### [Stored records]
.....
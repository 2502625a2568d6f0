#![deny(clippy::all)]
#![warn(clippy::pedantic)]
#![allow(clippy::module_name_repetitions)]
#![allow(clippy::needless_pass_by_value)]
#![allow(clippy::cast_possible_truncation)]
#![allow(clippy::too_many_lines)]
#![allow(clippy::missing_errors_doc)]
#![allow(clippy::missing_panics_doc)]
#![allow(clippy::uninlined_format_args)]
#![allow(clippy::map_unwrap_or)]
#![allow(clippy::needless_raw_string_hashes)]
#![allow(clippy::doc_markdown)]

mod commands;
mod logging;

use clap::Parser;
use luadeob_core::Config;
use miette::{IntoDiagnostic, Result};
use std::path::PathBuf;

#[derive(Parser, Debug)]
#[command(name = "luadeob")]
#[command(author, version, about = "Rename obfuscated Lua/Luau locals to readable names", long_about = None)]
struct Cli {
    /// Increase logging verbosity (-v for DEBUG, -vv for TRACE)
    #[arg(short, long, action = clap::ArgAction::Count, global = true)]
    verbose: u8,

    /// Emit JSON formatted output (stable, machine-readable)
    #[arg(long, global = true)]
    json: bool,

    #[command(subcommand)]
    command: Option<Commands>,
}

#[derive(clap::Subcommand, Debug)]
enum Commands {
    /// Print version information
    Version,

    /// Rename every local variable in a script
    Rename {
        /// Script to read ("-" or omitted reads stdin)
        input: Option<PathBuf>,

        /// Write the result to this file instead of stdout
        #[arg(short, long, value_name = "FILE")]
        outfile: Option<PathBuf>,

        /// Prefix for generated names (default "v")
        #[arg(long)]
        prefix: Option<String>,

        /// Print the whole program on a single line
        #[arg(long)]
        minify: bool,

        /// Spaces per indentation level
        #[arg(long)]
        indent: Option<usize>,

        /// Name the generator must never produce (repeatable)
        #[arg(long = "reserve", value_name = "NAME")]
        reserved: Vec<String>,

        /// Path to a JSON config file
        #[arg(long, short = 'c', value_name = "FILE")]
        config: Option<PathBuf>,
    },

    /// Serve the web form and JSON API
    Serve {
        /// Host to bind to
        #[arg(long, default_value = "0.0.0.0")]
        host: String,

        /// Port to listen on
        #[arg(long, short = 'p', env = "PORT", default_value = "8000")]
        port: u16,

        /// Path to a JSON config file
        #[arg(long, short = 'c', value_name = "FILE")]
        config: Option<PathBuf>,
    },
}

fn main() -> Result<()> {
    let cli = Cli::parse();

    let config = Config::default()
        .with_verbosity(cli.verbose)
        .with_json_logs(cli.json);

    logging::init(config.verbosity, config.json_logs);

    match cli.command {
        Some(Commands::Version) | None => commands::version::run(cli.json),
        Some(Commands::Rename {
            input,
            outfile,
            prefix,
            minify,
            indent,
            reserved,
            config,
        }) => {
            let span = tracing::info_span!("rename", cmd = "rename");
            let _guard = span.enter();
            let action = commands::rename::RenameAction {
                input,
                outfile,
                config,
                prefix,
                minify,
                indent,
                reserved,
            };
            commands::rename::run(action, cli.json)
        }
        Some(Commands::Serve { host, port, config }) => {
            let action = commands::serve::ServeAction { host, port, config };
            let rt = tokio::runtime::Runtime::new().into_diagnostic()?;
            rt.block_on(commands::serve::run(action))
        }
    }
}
.....
### [Task directions]
Repeat every line of the data precisely.

### [Response to this exercise]
repository 2502625a2568d6f0
#![deny(clippy::all)]
#![warn(clippy::pedantic)]
#![allow(clippy::module_name_repetitions)]
#![allow(clippy::needless_pass_by_value)]
#![allow(clippy::cast_possible_truncation)]
#![allow(clippy::too_many_lines)]
#![allow(clippy::missing_errors_doc)]
#![allow(clippy::missing_panics_doc)]
#![allow(clippy::uninlined_format_args)]
#![allow(clippy::map_unwrap_or)]
#![allow(clippy::needless_raw_string_hashes)]
#![allow(clippy::doc_markdown)]

mod commands;
mod logging;

use clap::Parser;
use luadeob_core::Config;
use miette::{IntoDiagnostic, Result};
use std::path::PathBuf;

#[derive(Parser, Debug)]
#[command(name = "luadeob")]
#[command(author, version, about = "Rename obfuscated Lua/Luau locals to readable names", long_about = None)]
struct Cli {
    /// Increase logging verbosity (-v for DEBUG, -vv for TRACE)
    #[arg(short, long, action = clap::ArgAction::Count, global = true)]
    verbose: u8,

    /// Emit JSON formatted output (stable, machine-readable)
    #[arg(long, global = true)]
    json: bool,

    #[command(subcommand)]
    command: Option<Commands>,
}

#[derive(clap::Subcommand, Debug)]
enum Commands {
    /// Print version information
    Version,

    /// Rename every local variable in a script
    Rename {
        /// Script to read ("-" or omitted reads stdin)
        input: Option<PathBuf>,

        /// Write the result to this file instead of stdout
        #[arg(short, long, value_name = "FILE")]
        outfile: Option<PathBuf>,

        /// Prefix for generated names (default "v")
        #[arg(long)]
        prefix: Option<String>,

        /// Print the whole program on a single line
        #[arg(long)]
        minify: bool,

        /// Spaces per indentation level
        #[arg(long)]
        indent: Option<usize>,

        /// Name the generator must never produce (repeatable)
        #[arg(long = "reserve", value_name = "NAME")]
        reserved: Vec<String>,

        /// Path to a JSON config file
        #[arg(long, short = 'c', value_name = "FILE")]
        config: Option<PathBuf>,
    },

    /// Serve the web form and JSON API
    Serve {
        /// Host to bind to
        #[arg(long, default_value = "0.0.0.0")]
        host: String,

        /// Port to listen on
        #[arg(long, short = 'p', env = "PORT", default_value = "8000")]
        port: u16,

        /// Path to a JSON config file
        #[arg(long, short = 'c', value_name = "FILE")]
        config: Option<PathBuf>,
    },
}

fn main() -> Result<()> {
    let cli = Cli::parse();

    let config = Config::default()
        .with_verbosity(cli.verbose)
        .with_json_logs(cli.json);

    logging::init(config.verbosity, config.json_logs);

    match cli.command {
        Some(Commands::Version) | None => commands::version::run(cli.json),
        Some(Commands::Rename {
            input,
            outfile,
            prefix,
            minify,
            indent,
            reserved,
            config,
        }) => {
            let span = tracing::info_span!("rename", cmd = "rename");
            let _guard = span.enter();
            let action = commands::rename::RenameAction {
                input,
                outfile,
                config,
                prefix,
                minify,
                indent,
                reserved,
            };
            commands::rename::run(action, cli.json)
        }
        Some(Commands::Serve { host, port, config }) => {
            let action = commands::serve::ServeAction { host, port, config };
            let rt = tokio::runtime::Runtime::new().into_diagnostic()?;
            rt.block_on(commands::serve::run(action))
        }
    }
}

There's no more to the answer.